S’il souhaite rajeunir sa formation, il ne sert à rien d’en parler immédiatement. Il a besoin de son vétéran, bien motivé, pour finir la saison.
S’il croit que Brassard peut encore jouer un rôle, il ne sert probablement à rien de montrer son jeu trop rapidement.
Il ne sert à rien de trop en parler avec Brassard, non plus. À 35 ans, il ne contrôle plus grand-chose.
Quand il dit qu’il veut «savourer chaque moment passé à l’aréna», on sent qu’il n’a pas vraiment envie de s’arrêter.
«Les gars qui ont déjà pris leur retraite me disent qu’ils s’ennuient de la routine. Ce qui leur manque le plus, c’est le sentiment d’appartenance à l’équipe. C’est pourquoi j’essaie juste de savourer chaque journée.»

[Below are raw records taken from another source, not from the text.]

//! Writer configuration.

use crate::container::DEFAULT_COMPRESSION_LEVEL;
use chrono::{DateTime, SecondsFormat, Utc};

/// Options for writing a results workbook.
///
/// # Example
///
/// ```
/// use sheetcodec::ExportOptions;
///
/// let options = ExportOptions::new()
///     .with_title("Draw Results")
///     .with_creator("Front Desk");
/// assert_eq!(options.title, "Draw Results");
/// ```
#[derive(Debug, Clone)]
pub struct ExportOptions {
    /// Document title (docProps/core.xml)
    pub title: String,

    /// Document creator (docProps/core.xml)
    pub creator: String,

    /// Last modified by (docProps/core.xml)
    pub last_modified_by: String,

    /// Producing application (docProps/app.xml)
    pub application: String,

    /// Deflate level; `None` uses the encoder default
    pub compression_level: Option<i64>,

    /// Creation/modification time; `None` means the current UTC time
    pub timestamp: Option<DateTime<Utc>>,
}

impl Default for ExportOptions {
    fn default() -> Self {
        Self {
            title: "Results".to_string(),
            creator: env!("CARGO_PKG_NAME").to_string(),
            last_modified_by: env!("CARGO_PKG_NAME").to_string(),
            application: env!("CARGO_PKG_NAME").to_string(),
            compression_level: Some(DEFAULT_COMPRESSION_LEVEL),
            timestamp: None,
        }
    }
}

impl ExportOptions {
    /// Create default export options.
    pub fn new() -> Self {
        Self::default()
    }

    /// Set the document title.
    pub fn with_title(mut self, title: impl Into<String>) -> Self {
        self.title = title.into();
        self
    }

    /// Set the creator and last-modified-by fields.
    pub fn with_creator(mut self, creator: impl Into<String>) -> Self {
        let creator = creator.into();
        self.last_modified_by = creator.clone();
        self.creator = creator;
        self
    }

    /// Set the producing application name.
    pub fn with_application(mut self, application: impl Into<String>) -> Self {
        self.application = application.into();
        self
    }

    /// Set the deflate compression level.
    pub fn with_compression_level(mut self, level: Option<i64>) -> Self {
        self.compression_level = level;
        self
    }

    /// Pin the document timestamp instead of using the current time.
    pub fn with_timestamp(mut self, timestamp: DateTime<Utc>) -> Self {
        self.timestamp = Some(timestamp);
        self
    }

    /// The W3CDTF timestamp written to the document properties.
    pub fn timestamp_w3cdtf(&self) -> String {
        self.timestamp
            .unwrap_or_else(Utc::now)
            .to_rfc3339_opts(SecondsFormat::Secs, true)
    }
}

#[cfg(test)]
mod tests {
    use super::*;
    use chrono::TimeZone;

    #[test]
    fn test_defaults() {
        let options = ExportOptions::default();
        assert_eq!(options.title, "Results");
        assert_eq!(options.creator, "sheetcodec");
        assert_eq!(options.compression_level, Some(6));
        assert!(options.timestamp.is_none());
    }

    #[test]
    fn test_pinned_timestamp_format() {
        let ts = Utc.with_ymd_and_hms(2024, 1, 1, 0, 0, 0).unwrap();
        let options = ExportOptions::new().with_timestamp(ts);
        assert_eq!(options.timestamp_w3cdtf(), "2024-01-01T00:00:00Z");
    }

    #[test]
    fn test_current_timestamp_round_trips() {
        let text = ExportOptions::new().timestamp_w3cdtf();
        assert!(text.ends_with('Z'));
        assert!(DateTime::parse_from_rfc3339(&text).is_ok());
    }

    #[test]
    fn test_with_creator_sets_both_fields() {
        let options = ExportOptions::new().with_creator("Ops");
        assert_eq!(options.creator, "Ops");
        assert_eq!(options.last_modified_by, "Ops");
    }
}
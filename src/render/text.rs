//! Plain text renderer implementation.

use crate::model::WorkbookPreview;

/// Render rows as tab-separated lines.
///
/// Tabs and line breaks inside a cell are replaced by spaces so each row
/// stays on one line. `max_rows` limits the number of rows written.
pub fn to_text(preview: &WorkbookPreview, max_rows: Option<usize>) -> String {
    let limit = max_rows.unwrap_or(usize::MAX);
    let mut output = String::new();

    for row in preview.rows.iter().take(limit) {
        let line: Vec<String> = row.iter().map(|cell| flatten_cell(cell)).collect();
        output.push_str(&line.join("\t"));
        output.push('\n');
    }

    output
}

fn flatten_cell(cell: &str) -> String {
    cell.replace("\r\n", " ").replace(['\t', '\n', '\r'], " ")
}

#[cfg(test)]
mod tests {
    use super::*;

    fn preview(rows: &[&[&str]]) -> WorkbookPreview {
        let rows = rows
            .iter()
            .map(|r| r.iter().map(|s| s.to_string()).collect())
            .collect();
        WorkbookPreview::new(vec!["S".to_string()], "S", rows)
    }

    #[test]
    fn test_tab_separated() {
        let text = to_text(&preview(&[&["a", "", "c"], &[], &["1"]]), None);
        assert_eq!(text, "a\t\tc\n\n1\n");
    }

    #[test]
    fn test_limit_and_flatten() {
        let text = to_text(&preview(&[&["line\none", "tab\there"], &["x"]]), Some(1));
        assert_eq!(text, "line one\ttab here\n");
    }
}
//! Export record accepted by the writer.

use serde::{Deserialize, Serialize};

/// One result line written to the exported sheet.
///
/// The schema is fixed: a sequence number, a name and a timestamp string,
/// written to columns A, B and C.
#[derive(Debug, Clone, Default, PartialEq, Eq, Serialize, Deserialize)]
pub struct ExportRow {
    /// Sequence number, written as a numeric cell
    #[serde(rename = "no", alias = "sequenceNumber")]
    pub sequence_number: i64,

    /// Name, written as an inline string
    pub name: String,

    /// Timestamp text, written as an inline string without interpretation
    pub timestamp: String,
}

impl ExportRow {
    /// Create an export row.
    pub fn new(sequence_number: i64, name: impl Into<String>, timestamp: impl Into<String>) -> Self {
        Self {
            sequence_number,
            name: name.into(),
            timestamp: timestamp.into(),
        }
    }
}

#[cfg(test)]
mod tests {
    use super::*;

    #[test]
    fn test_deserialize_from_payload() {
        let rows: Vec<ExportRow> = serde_json::from_str(
            r#"[{"no": 1, "name": "Alice", "timestamp": "2024-01-01T00:00:00Z"},
                {"sequenceNumber": 2, "name": "Bob", "timestamp": ""}]"#,
        )
        .unwrap();

        assert_eq!(rows[0], ExportRow::new(1, "Alice", "2024-01-01T00:00:00Z"));
        assert_eq!(rows[1].sequence_number, 2);
    }

    #[test]
    fn test_serialize_uses_short_name() {
        let json = serde_json::to_string(&ExportRow::new(3, "C", "t")).unwrap();
        assert_eq!(json, r#"{"no":3,"name":"C","timestamp":"t"}"#);
    }
}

En rentrant à Ottawa, pour effectuer un deuxième séjour avec les Sénateurs, il a découvert un groupe de joueurs qui lui ressemblent. Ils sont plus jeunes, oui, mais ils ont la même passion.
«Ce que j’aime, ici, c’est que les gars sont passionnés», confie-t-il.
Le terme «passion» est assez vague. Surtout au hockey. Brassard parle ici d’athlètes qui bouffent du hockey, 24 heures par jour, sept jours par semaine.
«Les jeunes aiment se retrouver sur la glace. On regarde toujours le hockey, ici, à la maison ou sur la route. Sérieusement, sur la route, on se retrouve toujours dans la chambre d’un gars et on regarde des matches ensemble. On a vraiment un bon vestiaire. On a des bonnes personnes. Je suis capable de voir les gars connaître du succès, ici pendant de nombreuses années.»
Brassard constate, comme tout le monde, que le «noyau des Sénateurs sera bon pour plusieurs années». Il ne devrait pas y avoir de place dans le top-6 à l’attaque prochainement. Dans le top-9 non plus, d’ailleurs.
Quand il est question du quatrième trio, c’est moins clair. Pour être poli, disons qu’il n’a pas été une force de l’équipe, jusqu’à présent, cette saison.
Si Brassard peut continuer de jouer de façon responsable, s’il peut gagner des mises en jeu, s’il peut dépanner en cas de besoin dans la deuxième vague du jeu de puissance...
Sa carrière n’est peut-être pas sur le point de s’arrêter.